Impact investing: one eye on the wallet, the other on the planet

Targeted investments, such as artisans in emerging economies, can make a big social impact. Keystone / Nasser Nasser

A Swiss start-up’s vision is to make saving money, while contributing to a fairer, greener society, as easy as shopping online. But there are questions whether so-called “impact investing” can go mainstream.

This content was published on July 4, 2020 - 11:00
Dorian Burkhalter, swissinfo.ch

In a promotional video, Tillmann Lang, CEO and co-founder of Yova, appears in an armchair with a laptop. He clicks and scrolls, choosing the projects he wants to invest in (or not), such as renewable energy, gender equality, or rejecting weapons. Yova’s algorithm takes over, and a few seconds later, Lang’s tailored investment strategy is ready. It contains a diversified portfolio of stocks and bonds designed to match his personal values and financial goals.

Impact investments have the “intention of generating societal or ecological impact, alongside a financial return,” explains Lang.

This type of investing has traditionally been reserved for institutions and wealthy individuals. But Yova has opened impact investing to “everyday people” thanks to a technology that reduces costs.

The Global Impact Investing Network - a US-based non-profit organisation - estimates the current market to be worth $715 billion (CHF678 billion). This could potentially rise to $26 trillion (CHF25.7 trillion), according to a report published last year by the International Finance Corporation, a member of the World Bank Group.

Some 85% of respondents to a 2019 US survey from investment bank Morgan Stanley said they would like to invest sustainably, rising to 95% among millennials. The key to satisfying this demand is ensuring enough impactful investment products are created that achieve a reasonable market return.

Shareholder pressure

Yova’s portfolios include shares from publicly traded companies. There are good reasons for this. Private equity investments are often restricted by high minimum investment requirements and low liquidity, which are not suitable for the general public.

Critics argue that new shares need to be issued rather than existing shares simply changing hands. Buying shares does not fund new, potentially impactful projects, and selling does not incentivise managers to change their behaviour.

Large fund managers, such as BlackRock and Vanguard, have leveraged their power in the markets to vote for environmental and social resolutions – for example, at oil and gas company ExxonMobil and firearms manufacturer Sturm, Ruger. But the funds have in recent years faced criticism for not intervening enough.

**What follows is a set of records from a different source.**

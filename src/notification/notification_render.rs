//! Notification rendering
//!
//! Draws the toast stack in the top-right corner of the frame.

use std::time::Instant;

use ratatui::{
    Frame,
    layout::Rect,
    style::{Modifier, Style},
    text::{Line, Span},
    widgets::{Block, Borders, Paragraph},
};

use super::notification_state::{Notification, NotificationQueue};
use crate::widgets::popup;

const MARGIN: u16 = 1;
const TOAST_HEIGHT: u16 = 4; // title + description + 2 borders
const MIN_WIDTH: u16 = 12;

/// Render every live toast, stacked top to bottom in insertion order.
///
/// Call this last so the toasts float above the rest of the UI. Expired
/// entries are swept first so a stale toast is never drawn.
pub fn render_notifications(frame: &mut Frame, queue: &mut NotificationQueue) {
    let now = Instant::now();
    queue.expire(now);

    let frame_area = frame.area();
    let mut y = MARGIN;

    for notif in queue.visible_at(now) {
        if y.saturating_add(TOAST_HEIGHT) > frame_area.height.saturating_sub(MARGIN) {
            break;
        }

        let area = toast_area(frame_area, notif, y);
        if area.width < MIN_WIDTH {
            return;
        }

        render_toast(frame, notif, area);
        y += TOAST_HEIGHT;
    }
}

fn toast_area(frame_area: Rect, notif: &Notification, y: u16) -> Rect {
    let content_width = notif
        .title
        .chars()
        .count()
        .max(notif.description.chars().count());
    // Clamp before narrowing, titles can be arbitrarily long
    let width = u16::try_from(content_width.saturating_add(4))
        .unwrap_or(u16::MAX)
        .max(MIN_WIDTH)
        .min(frame_area.width.saturating_sub(MARGIN * 2));

    Rect {
        x: frame_area.width.saturating_sub(width.saturating_add(MARGIN)),
        y,
        width,
        height: TOAST_HEIGHT,
    }
}

fn render_toast(frame: &mut Frame, notif: &Notification, area: Rect) {
    let style = notif.variant.style();

    popup::clear_area(frame, area);

    let block = Block::default()
        .borders(Borders::ALL)
        .border_style(Style::default().fg(style.border).bg(style.bg))
        .style(Style::default().bg(style.bg));

    let lines = vec![
        Line::from(Span::styled(
            format!(" {} ", notif.title),
            Style::default()
                .fg(style.fg)
                .bg(style.bg)
                .add_modifier(Modifier::BOLD),
        )),
        Line::from(Span::styled(
            format!(" {} ", notif.description),
            Style::default().fg(style.fg).bg(style.bg),
        )),
    ];

    frame.render_widget(Paragraph::new(lines).block(block), area);
}

#[cfg(test)]
#[path = "notification_render_tests.rs"]
mod notification_render_tests;
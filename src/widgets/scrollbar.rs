//! Vertical scrollbar for the page view

use ratatui::{
    Frame,
    layout::Rect,
    style::{Color, Style},
    widgets::{Scrollbar, ScrollbarOrientation, ScrollbarState},
};

/// Render a scrollbar on the right border of `area`.
///
/// Nothing is drawn when the content fits the viewport.
pub fn render_vertical_scrollbar(
    frame: &mut Frame,
    area: Rect,
    total_lines: usize,
    viewport_size: usize,
    scroll_offset: usize,
    color: Color,
) {
    if total_lines <= viewport_size || viewport_size == 0 {
        return;
    }

    let scrollbar = Scrollbar::new(ScrollbarOrientation::VerticalRight)
        .begin_symbol(None)
        .end_symbol(None)
        .thumb_style(Style::default().fg(color))
        .track_style(Style::default().fg(color));

    // Ratatui positions the thumb against content_length - 1, so pass
    // max_scroll + 1 to let the thumb reach the bottom at max scroll.
    let max_scroll = total_lines.saturating_sub(viewport_size);
    let mut state = ScrollbarState::new(max_scroll + 1)
        .position(scroll_offset.min(max_scroll))
        .viewport_content_length(viewport_size);

    frame.render_stateful_widget(scrollbar, area, &mut state);
}

#[cfg(test)]
#[path = "scrollbar_tests.rs"]
mod scrollbar_tests;
//! Contact form state

use std::collections::HashMap;

use serde::Serialize;
use thiserror::Error;
use tui_textarea::TextArea;

use crate::content::SiteContent;
use crate::select::SelectState;
use crate::theme;

/// Focusable form fields, in tab order
#[derive(Debug, Clone, Copy, PartialEq, Eq, Default)]
pub enum FormField {
    #[default]
    Name,
    Email,
    Service,
    Plan,
    Message,
    Submit,
}

impl FormField {
    const ORDER: [FormField; 6] = [
        FormField::Name,
        FormField::Email,
        FormField::Service,
        FormField::Plan,
        FormField::Message,
        FormField::Submit,
    ];

    fn index(self) -> usize {
        Self::ORDER.iter().position(|f| *f == self).unwrap_or(0)
    }

    pub fn next(self) -> Self {
        Self::ORDER[(self.index() + 1) % Self::ORDER.len()]
    }

    pub fn previous(self) -> Self {
        Self::ORDER[(self.index() + Self::ORDER.len() - 1) % Self::ORDER.len()]
    }
}

/// Validation failures, shown to the visitor as a destructive toast
#[derive(Debug, Error, PartialEq, Eq)]
pub enum FormError {
    #[error("Please tell us your name")]
    MissingName,

    #[error("Enter a valid email address")]
    InvalidEmail,

    #[error("Choose a service")]
    MissingService,
}

/// JSON payload posted to the contact endpoint
#[derive(Debug, Clone, PartialEq, Eq, Serialize)]
pub struct ContactMessage {
    pub name: String,
    pub email: String,
    pub service: String,
    #[serde(skip_serializing_if = "Option::is_none")]
    pub plan: Option<String>,
    pub message: String,
}

pub struct ContactForm {
    pub name: TextArea<'static>,
    pub email: TextArea<'static>,
    pub service: SelectState,
    pub plan: SelectState,
    pub message: TextArea<'static>,
    pub focused: FormField,
    /// Submissions sent to the worker and not yet answered, by request id
    in_flight: HashMap<u64, ContactMessage>,
}

fn text_field(placeholder: &str) -> TextArea<'static> {
    let mut textarea = TextArea::default();
    textarea.set_placeholder_text(placeholder.to_string());
    textarea.set_cursor_line_style(ratatui::style::Style::default());
    textarea.set_cursor_style(theme::form::CURSOR);
    textarea
}

fn field_text(textarea: &TextArea) -> String {
    textarea.lines().join("\n").trim().to_string()
}

impl ContactForm {
    pub fn new(content: &SiteContent) -> Self {
        let mut service = SelectState::new(content.service_options(), None);
        service.set_on_value_change(|value| log::debug!("Contact service changed to {}", value));

        let default_plan = content.featured_plan().map(|p| p.value.as_str());
        let mut plan = SelectState::new(content.plan_options(), default_plan);
        plan.set_on_value_change(|value| log::debug!("Contact plan changed to {}", value));

        Self {
            name: text_field("Your name"),
            email: text_field("you@example.com"),
            service,
            plan,
            message: text_field("Tell us about your project"),
            focused: FormField::Name,
            in_flight: HashMap::new(),
        }
    }

    /// The select that currently has its panel open, if any
    pub fn open_select(&mut self) -> Option<&mut SelectState> {
        if self.service.is_open() {
            Some(&mut self.service)
        } else if self.plan.is_open() {
            Some(&mut self.plan)
        } else {
            None
        }
    }

    /// The select under focus, if the focused field is one
    pub fn focused_select(&mut self) -> Option<&mut SelectState> {
        match self.focused {
            FormField::Service => Some(&mut self.service),
            FormField::Plan => Some(&mut self.plan),
            _ => None,
        }
    }

    /// The text area under focus, if the focused field is one
    pub fn focused_text(&mut self) -> Option<&mut TextArea<'static>> {
        match self.focused {
            FormField::Name => Some(&mut self.name),
            FormField::Email => Some(&mut self.email),
            FormField::Message => Some(&mut self.message),
            _ => None,
        }
    }

    /// Move focus, closing any open panel on the way out
    pub fn focus(&mut self, field: FormField) {
        self.service.close();
        self.plan.close();
        self.focused = field;
    }

    pub fn focus_next(&mut self) {
        self.focus(self.focused.next());
    }

    pub fn focus_previous(&mut self) {
        self.focus(self.focused.previous());
    }

    /// Validate the form and build the payload
    pub fn to_message(&self) -> Result<ContactMessage, FormError> {
        let name = field_text(&self.name);
        if name.is_empty() {
            return Err(FormError::MissingName);
        }

        let email = field_text(&self.email);
        if !email.contains('@') {
            return Err(FormError::InvalidEmail);
        }

        let service = self
            .service
            .value()
            .ok_or(FormError::MissingService)?
            .to_string();

        Ok(ContactMessage {
            name,
            email,
            service,
            plan: self.plan.value().map(str::to_string),
            message: field_text(&self.message),
        })
    }

    /// Remember a submission handed to the worker
    pub fn track(&mut self, request_id: u64, message: ContactMessage) {
        self.in_flight.insert(request_id, message);
    }

    /// Forget an answered submission, returning what it carried
    pub fn finish(&mut self, request_id: u64) -> Option<ContactMessage> {
        self.in_flight.remove(&request_id)
    }

    /// Forget every outstanding submission, returns how many there were
    pub fn abandon_all(&mut self) -> usize {
        let count = self.in_flight.len();
        self.in_flight.clear();
        count
    }

    pub fn pending(&self) -> usize {
        self.in_flight.len()
    }

    /// Whether the text fields still hold exactly what `message` carried
    pub fn shows(&self, message: &ContactMessage) -> bool {
        field_text(&self.name) == message.name
            && field_text(&self.email) == message.email
            && field_text(&self.message) == message.message
    }

    /// Empty the text fields after a successful send. Selections are kept.
    pub fn clear_text(&mut self) {
        self.name = text_field("Your name");
        self.email = text_field("you@example.com");
        self.message = text_field("Tell us about your project");
    }
}

#[cfg(test)]
#[path = "contact_state_tests.rs"]
mod contact_state_tests;
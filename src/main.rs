use clap::Parser;
use color_eyre::Result;
use ratatui::DefaultTerminal;
use ratatui::crossterm::execute;
use ratatui::crossterm::terminal::{
    EnterAlternateScreen, LeaveAlternateScreen, disable_raw_mode, enable_raw_mode,
};
use std::io::stdout;
use std::path::PathBuf;

use folio::app::App;
use folio::config::{self, ConfigResult};
use folio::contact::ContactClient;
use folio::content;
use folio::notification::NotificationVariant;

/// Browse the studio's site and send a project enquiry from the terminal
#[derive(Parser, Debug)]
#[command(version, about = "Terminal storefront for a small web design studio")]
struct Args {
    /// Site content file (TOML); the built-in studio content is used if omitted
    #[arg(long)]
    content: Option<PathBuf>,

    /// Contact form endpoint, overrides `contact.endpoint` in the config file
    #[arg(long)]
    endpoint: Option<String>,
}

fn main() -> Result<()> {
    // Writes to /tmp/folio-debug.log at DEBUG level
    #[cfg(debug_assertions)]
    init_debug_log();

    color_eyre::install()?;

    // Load config early to avoid defaults during app initialization
    let config_result = config::load_config();

    let args = Args::parse();

    // Content errors abort before the terminal is touched
    let site = content::load_content(args.content.as_deref())?;

    let endpoint = args
        .endpoint
        .or_else(|| config_result.config.contact.endpoint.clone());
    let contact_client = endpoint.map(ContactClient::spawn);

    let app = App::new(site, contact_client);

    let terminal = init_terminal()?;
    let result = run(terminal, app, config_result);
    restore_terminal()?;
    result?;

    #[cfg(debug_assertions)]
    log::debug!("=== FOLIO DEBUG SESSION ENDED ===");

    Ok(())
}

#[cfg(debug_assertions)]
fn init_debug_log() {
    use std::io::Write;

    let Ok(log_file) = std::fs::OpenOptions::new()
        .create(true)
        .append(true)
        .open("/tmp/folio-debug.log")
    else {
        return;
    };

    env_logger::Builder::new()
        .filter_level(log::LevelFilter::Debug)
        .target(env_logger::Target::Pipe(Box::new(log_file)))
        .format(|buf, record| {
            use std::time::SystemTime;
            let datetime: chrono::DateTime<chrono::Local> = SystemTime::now().into();
            writeln!(
                buf,
                "[{}] [{}] {}",
                datetime.format("%Y-%m-%dT%H:%M:%S%.3f"),
                record.level(),
                record.args()
            )
        })
        .init();

    log::debug!("=== FOLIO DEBUG SESSION STARTED ===");
}

/// Initialize terminal with raw mode and alternate screen
fn init_terminal() -> Result<DefaultTerminal> {
    enable_raw_mode()?;
    execute!(stdout(), EnterAlternateScreen)?;

    let backend = ratatui::backend::CrosstermBackend::new(stdout());
    let terminal = ratatui::Terminal::new(backend)?;
    Ok(terminal)
}

/// Restore terminal to normal state
fn restore_terminal() -> Result<()> {
    let _ = execute!(stdout(), LeaveAlternateScreen);
    disable_raw_mode()?;
    Ok(())
}

fn run(mut terminal: DefaultTerminal, mut app: App, config_result: ConfigResult) -> Result<()> {
    if let Some(warning) = config_result.warning {
        app.notifications
            .notify("Config", &warning, NotificationVariant::Destructive);
    }

    if app.contact_client.is_none() {
        log::debug!("No contact endpoint configured, form submissions disabled");
    }

    loop {
        if app.should_render() {
            terminal.draw(|frame| app.render(frame))?;
            app.clear_dirty();
        }

        app.handle_events()?;

        if app.should_quit() {
            break;
        }
    }

    Ok(())
}
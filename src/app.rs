mod app_events;
mod app_render;
mod app_state;

#[cfg(test)]
mod app_events_tests;
#[cfg(test)]
mod app_render_tests;

// Re-export public types
pub use app_state::{App, Focus, FormLayout};
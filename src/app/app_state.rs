use ratatui::layout::Rect;

use crate::contact::{ContactClient, ContactForm};
use crate::content::SiteContent;
use crate::notification::NotificationQueue;
use crate::page::PageState;

#[derive(Debug, Clone, Copy, PartialEq, Eq)]
pub enum Focus {
    Page,
    Form,
}

/// Where the select triggers were drawn on the last frame
#[derive(Debug, Clone, Copy, PartialEq, Eq, Default)]
pub struct FormLayout {
    pub service: Rect,
    pub plan: Rect,
}

pub struct App {
    pub content: SiteContent,
    pub page: PageState,
    pub focus: Focus,
    pub contact: ContactForm,
    /// None when no contact endpoint is configured
    pub contact_client: Option<ContactClient>,
    pub notifications: NotificationQueue,
    pub form_layout: Option<FormLayout>,
    pub should_quit: bool,
    pub needs_render: bool,
}

impl App {
    pub fn new(content: SiteContent, contact_client: Option<ContactClient>) -> Self {
        let contact = ContactForm::new(&content);

        Self {
            content,
            page: PageState::new(),
            focus: Focus::Page,
            contact,
            contact_client,
            notifications: NotificationQueue::new(),
            form_layout: None,
            should_quit: false,
            needs_render: true,
        }
    }

    pub fn should_quit(&self) -> bool {
        self.should_quit
    }

    pub fn mark_dirty(&mut self) {
        self.needs_render = true;
    }

    pub fn clear_dirty(&mut self) {
        self.needs_render = false;
    }

    pub fn should_render(&self) -> bool {
        self.needs_render
    }
}

#[cfg(test)]
mod tests {
    use super::*;
    use crate::test_utils::test_helpers::test_app;

    #[test]
    fn test_app_initialization() {
        let app = test_app();

        assert_eq!(app.focus, Focus::Page);
        assert_eq!(app.page.scroll.offset, 0);
        assert!(!app.should_quit());
        assert!(app.notifications.is_empty());
        assert!(app.contact_client.is_none());
    }

    #[test]
    fn test_initial_state_needs_render() {
        let app = test_app();
        assert!(app.should_render());
    }

    #[test]
    fn test_dirty_flag_round_trip() {
        let mut app = test_app();

        app.clear_dirty();
        assert!(!app.should_render());

        app.mark_dirty();
        assert!(app.should_render());
    }
}
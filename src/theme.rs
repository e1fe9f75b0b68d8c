//! Centralized theme configuration for all UI components.
//!
//! All colors and styles are defined here. When adding or modifying UI components:
//! - Add new colors to the appropriate module
//! - Use `theme::module::CONSTANT` in render files
//! - Do NOT hardcode `Color::*` values directly in render files
//!
//! Theme: Studio - warm coral accents on a charcoal canvas

use ratatui::style::{Color, Modifier, Style};

/// Core color palette - shared base colors.
pub mod palette {
    use super::*;

    pub const TEXT: Color = Color::Rgb(240, 236, 230);
    pub const TEXT_DIM: Color = Color::Rgb(110, 106, 102);
    pub const TEXT_MUTED: Color = Color::Rgb(160, 154, 148);

    pub const BG_DARK: Color = Color::Rgb(28, 27, 26);
    pub const BG_SURFACE: Color = Color::Rgb(40, 38, 36);
    pub const BG_HIGHLIGHT: Color = Color::Rgb(62, 58, 54);

    pub const CORAL: Color = Color::Rgb(255, 127, 102);
    pub const SAND: Color = Color::Rgb(236, 204, 150);
    pub const SAGE: Color = Color::Rgb(148, 190, 150);
    pub const RED: Color = Color::Rgb(220, 80, 80);
}

/// Toast styles
pub mod notification {
    use super::*;

    /// Colors for a single toast
    #[derive(Debug, Clone, Copy, PartialEq, Eq)]
    pub struct ToastStyle {
        pub fg: Color,
        pub bg: Color,
        pub border: Color,
    }

    pub const DEFAULT: ToastStyle = ToastStyle {
        fg: palette::TEXT,
        bg: palette::BG_SURFACE,
        border: palette::TEXT_MUTED,
    };

    pub const DESTRUCTIVE: ToastStyle = ToastStyle {
        fg: Color::Rgb(255, 255, 255),
        bg: Color::Rgb(150, 40, 40),
        border: palette::RED,
    };
}

/// Dropdown select styles
pub mod select {
    use super::*;

    pub const BORDER_FOCUSED: Color = palette::CORAL;
    pub const BORDER_UNFOCUSED: Color = palette::TEXT_DIM;
    pub const VALUE: Color = palette::TEXT;
    pub const PLACEHOLDER: Color = palette::TEXT_DIM;
    pub const INDICATOR: Color = palette::CORAL;

    pub const PANEL_BORDER: Color = palette::CORAL;
    pub const PANEL_BG: Color = palette::BG_SURFACE;
    pub const OPTION: Color = palette::TEXT_MUTED;
    pub const OPTION_SELECTED: Color = palette::SAND;
    pub const HIGHLIGHT: Style = Style::new()
        .fg(palette::BG_DARK)
        .bg(palette::CORAL)
        .add_modifier(Modifier::BOLD);
}

/// Page section styles
pub mod page {
    use super::*;

    pub const BORDER: Color = palette::TEXT_DIM;
    pub const BORDER_FOCUSED: Color = palette::CORAL;
    pub const STUDIO: Color = palette::CORAL;
    pub const HEADLINE: Style = Style::new().fg(palette::TEXT).add_modifier(Modifier::BOLD);
    pub const TAGLINE: Color = palette::TEXT_MUTED;
    pub const CALL_TO_ACTION: Style = Style::new()
        .fg(palette::BG_DARK)
        .bg(palette::CORAL)
        .add_modifier(Modifier::BOLD);
    pub const SECTION_HEADING: Style = Style::new()
        .fg(palette::SAND)
        .add_modifier(Modifier::BOLD)
        .add_modifier(Modifier::UNDERLINED);
    pub const BODY: Color = palette::TEXT;
    pub const ITEM_NAME: Style = Style::new().fg(palette::SAGE).add_modifier(Modifier::BOLD);
    pub const PRICE: Color = palette::SAND;
    pub const PLAN_HIGHLIGHT: Style = Style::new().fg(palette::CORAL).add_modifier(Modifier::BOLD);
    pub const LINK: Style = Style::new()
        .fg(palette::TEXT_MUTED)
        .add_modifier(Modifier::UNDERLINED);
}

/// Contact form styles
pub mod form {
    use super::*;

    pub const BORDER_FOCUSED: Color = palette::CORAL;
    pub const BORDER_UNFOCUSED: Color = palette::TEXT_DIM;
    pub const LABEL: Color = palette::TEXT_MUTED;
    pub const BUTTON: Style = Style::new().fg(palette::TEXT).bg(palette::BG_HIGHLIGHT);
    pub const BUTTON_FOCUSED: Style = Style::new()
        .fg(palette::BG_DARK)
        .bg(palette::CORAL)
        .add_modifier(Modifier::BOLD);
    pub const PENDING: Color = palette::SAND;
    pub const CURSOR: Style = Style::new().add_modifier(Modifier::REVERSED);
}

/// Help line at the bottom
pub mod help_line {
    use super::*;

    pub const KEY: Color = palette::CORAL;
    pub const DESCRIPTION: Color = palette::TEXT_MUTED;
    pub const SEPARATOR: Color = palette::TEXT_DIM;
}
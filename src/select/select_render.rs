//! Select rendering
//!
//! The trigger is drawn inline with the form; the panel is drawn afterwards
//! as a floating overlay anchored to the trigger.

use ratatui::{
    Frame,
    layout::{Constraint, Layout, Rect},
    style::Style,
    text::{Line, Span},
    widgets::{Block, Borders, Paragraph},
};

use super::select_state::SelectState;
use crate::theme;
use crate::widgets::popup;

/// Draw the trigger field. `title` labels the border.
pub fn render_trigger(
    frame: &mut Frame,
    area: Rect,
    state: &SelectState,
    title: &str,
    placeholder: &str,
    focused: bool,
) {
    let border_color = if focused {
        theme::select::BORDER_FOCUSED
    } else {
        theme::select::BORDER_UNFOCUSED
    };

    let block = Block::default()
        .borders(Borders::ALL)
        .title(format!(" {} ", title))
        .border_style(Style::default().fg(border_color));

    let inner = block.inner(area);
    frame.render_widget(block, area);

    let [text_area, indicator_area] =
        Layout::horizontal([Constraint::Min(1), Constraint::Length(2)]).areas(inner);

    let text = match state.selected_label() {
        Some(label) => Span::styled(label.to_string(), Style::default().fg(theme::select::VALUE)),
        None => Span::styled(
            placeholder.to_string(),
            Style::default().fg(theme::select::PLACEHOLDER),
        ),
    };
    frame.render_widget(Paragraph::new(Line::from(text)), text_area);

    let indicator = if state.is_open() { "▴" } else { "▾" };
    frame.render_widget(
        Paragraph::new(Span::styled(
            indicator,
            Style::default().fg(theme::select::INDICATOR),
        )),
        indicator_area,
    );
}

/// Draw the option panel for an open select, returns the panel area.
///
/// Placed below the trigger, or above it when the frame has no room below.
pub fn render_panel(frame: &mut Frame, trigger: Rect, state: &SelectState) -> Option<Rect> {
    if !state.is_open() {
        return None;
    }

    let height = u16::try_from(state.options().len())
        .unwrap_or(u16::MAX)
        .saturating_add(2);
    let frame_area = frame.area();
    let room_below = frame_area
        .height
        .saturating_sub(trigger.y.saturating_add(trigger.height));

    let area = if room_below >= height || room_below >= trigger.y {
        popup::popup_below_anchor(frame_area, trigger, trigger.width, height)
    } else {
        popup::popup_above_anchor(trigger, trigger.width, height, 0)
    };

    if area.height < 3 || area.width < 4 {
        return None;
    }

    popup::clear_area(frame, area);

    let lines: Vec<Line> = state
        .options()
        .iter()
        .enumerate()
        .map(|(i, option)| {
            let is_selected = state.value() == Some(option.value.as_str());
            let marker = if is_selected { "● " } else { "  " };
            let style = if i == state.highlighted() {
                theme::select::HIGHLIGHT
            } else if is_selected {
                Style::default().fg(theme::select::OPTION_SELECTED)
            } else {
                Style::default().fg(theme::select::OPTION)
            };
            Line::from(Span::styled(format!("{}{}", marker, option.label), style))
        })
        .collect();

    let block = Block::default()
        .borders(Borders::ALL)
        .border_style(Style::default().fg(theme::select::PANEL_BORDER))
        .style(Style::default().bg(theme::select::PANEL_BG));

    frame.render_widget(Paragraph::new(lines).block(block), area);
    Some(area)
}

#[cfg(test)]
#[path = "select_render_tests.rs"]
mod select_render_tests;
//! Notification queue state
//!
//! Holds the ordered sequence of toasts and sweeps them once their deadline
//! passes. All deadlines come from the monotonic clock.

use std::collections::VecDeque;
use std::sync::atomic::{AtomicU64, Ordering};
use std::time::{Duration, Instant};

use crate::theme;

/// How long every notification stays visible
pub const NOTIFICATION_LIFETIME: Duration = Duration::from_millis(5000);

static NEXT_ID: AtomicU64 = AtomicU64::new(1);

/// Opaque handle returned by [`NotificationQueue::notify`]
#[derive(Debug, Clone, Copy, PartialEq, Eq, Hash)]
pub struct NotificationId(u64);

impl NotificationId {
    fn next() -> Self {
        Self(NEXT_ID.fetch_add(1, Ordering::Relaxed))
    }
}

/// Presentation variant - has no effect on lifecycle
#[derive(Debug, Clone, Copy, PartialEq, Eq, Default)]
pub enum NotificationVariant {
    #[default]
    Default,
    /// Red toast for failures
    Destructive,
}

impl NotificationVariant {
    pub fn style(self) -> theme::notification::ToastStyle {
        match self {
            NotificationVariant::Default => theme::notification::DEFAULT,
            NotificationVariant::Destructive => theme::notification::DESTRUCTIVE,
        }
    }
}

/// A single toast with its scheduled removal time
#[derive(Debug, Clone)]
pub struct Notification {
    pub id: NotificationId,
    pub title: String,
    pub description: String,
    pub variant: NotificationVariant,
    pub created_at: Instant,
    pub deadline: Instant,
}

impl Notification {
    fn new(
        title: &str,
        description: &str,
        variant: NotificationVariant,
        created_at: Instant,
    ) -> Self {
        Self {
            id: NotificationId::next(),
            title: title.to_string(),
            description: description.to_string(),
            variant,
            created_at,
            deadline: created_at + NOTIFICATION_LIFETIME,
        }
    }

    /// An entry is gone once its deadline is reached
    pub fn is_expired_at(&self, now: Instant) -> bool {
        now >= self.deadline
    }
}

/// Ordered, self-expiring collection of toasts.
///
/// Insertion order is display order. Entries are owned by the queue and
/// nothing outside it holds them after removal.
#[derive(Debug, Default)]
pub struct NotificationQueue {
    entries: VecDeque<Notification>,
}

impl NotificationQueue {
    pub fn new() -> Self {
        Self::default()
    }

    /// Append a toast that expires `NOTIFICATION_LIFETIME` from now
    pub fn notify(
        &mut self,
        title: &str,
        description: &str,
        variant: NotificationVariant,
    ) -> NotificationId {
        self.notify_at(Instant::now(), title, description, variant)
    }

    /// Append a toast created at `now`
    pub fn notify_at(
        &mut self,
        now: Instant,
        title: &str,
        description: &str,
        variant: NotificationVariant,
    ) -> NotificationId {
        let notification = Notification::new(title, description, variant, now);
        let id = notification.id;

        #[cfg(debug_assertions)]
        log::debug!("Notification {:?} queued: {} ({:?})", id, title, variant);

        self.entries.push_back(notification);
        id
    }

    /// Remove a toast by id. Unknown or already-expired ids are a no-op.
    pub fn dismiss(&mut self, id: NotificationId) -> bool {
        match self.entries.iter().position(|n| n.id == id) {
            Some(pos) => {
                self.entries.remove(pos);
                true
            }
            None => false,
        }
    }

    /// Dismiss the oldest visible toast, if any
    pub fn dismiss_oldest(&mut self) -> Option<NotificationId> {
        self.entries.pop_front().map(|n| n.id)
    }

    /// Drop every entry whose deadline has been reached, returns how many
    pub fn expire(&mut self, now: Instant) -> usize {
        let before = self.entries.len();
        self.entries.retain(|n| !n.is_expired_at(now));
        before - self.entries.len()
    }

    /// Entries still alive at `now`, in insertion order
    pub fn visible_at(&self, now: Instant) -> impl Iterator<Item = &Notification> {
        self.entries.iter().filter(move |n| !n.is_expired_at(now))
    }

    /// Entries still alive right now, whether or not `expire` has run
    pub fn visible(&self) -> impl Iterator<Item = &Notification> {
        self.visible_at(Instant::now())
    }

    /// Earliest pending deadline, used to wake the event loop in time
    pub fn next_deadline(&self) -> Option<Instant> {
        self.entries.iter().map(|n| n.deadline).min()
    }

    pub fn len(&self) -> usize {
        self.entries.len()
    }

    pub fn is_empty(&self) -> bool {
        self.entries.is_empty()
    }

    /// Titles of stored entries (test-only)
    #[cfg(test)]
    pub fn titles(&self) -> Vec<&str> {
        self.entries.iter().map(|n| n.title.as_str()).collect()
    }
}

#[cfg(test)]
#[path = "notification_state_tests.rs"]
mod notification_state_tests;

Lang explains that, unlike investors in mutual funds, Yova’s clients directly own the shares in their portfolios, allowing them to personally vote on strategic decisions at company annual meetings.

Impact investing is worth CHF50.4 billion in Switzerland according to the Swiss Sustainable Finance (SSF) association. Sabine Döbeli, SSF CEO, explains why this remains a small part of the CHF1.16 trillion Swiss market for sustainable finance.

Improving transparency

Swiss impact investors traditionally invest in private projects in emerging markets, characterised by a lack of diversification, low liquidity and high risk. “You need a lot of local know-how, local due diligence, the right partners and you need to create deal flows. That always takes time,” Döbeli said.

But this is starting to change. A recent SSF survey found asset managers increasingly turning to the stock markets with their impact investments. Investment opportunities, rather than capital, are often a limiting factor. Döbeli also sees the need to improve understanding of the potential risks and returns.

She feels that the risk-return profile of impact investing could be particularly interesting for the more than 13,000 grant-making foundations in Switzerland. But strict regulations governing how foundations can invest money could prove a limiting factor.

By targeting retail investors, leveraging the scale of public markets and automating processes, Yova has been able to grow fast. After doubling its number of clients in the first quarter of 2020, the start-up announced in April that it had raised further funding and was planning international expansion.

With Yova, Lang hopes to help advance transparency in the financial industry. Any kind of investment - whether impact investing or not - has an impact, he says. “Even if you just leave money lying around in your bank account, your bank still does something with it.”

Lang wants people to come to a better understanding of how their money is invested and “ideally funnel it in a good direction.” Armed with this knowledge, people could then ask more questions of their banks.

“We need to showcase that impact investing isn’t impossible, that it doesn’t cost more, you have the same return, the same risk, and in addition you have a great experience around it. That will put a lot of pressure on the industry to become more transparent, to become more sustainable.”

Potential of impact investing

Impact investing aims to directly finance solutions to global challenges, such as climate change or poverty.

For example, rather than investing in the least unsustainable producer of fossil fuel or simply rejecting non-renewable energy all together – impact investors might seek specific investment opportunities in providers of renewable energy.

Unlike philanthropists, impact investors expect a financial reward from employing their capital to improve the world. If financial gains are later reinvested, this could also help scale up ethical investing.

It is therefore not surprising that impact investing is often mentioned as a tool for helping close the estimated $2.5 trillion (CHF2.4 trillion) annual funding gap that the private sector is expected to contribute towards reaching the United Nations’ Sustainable Development Goals by 2030.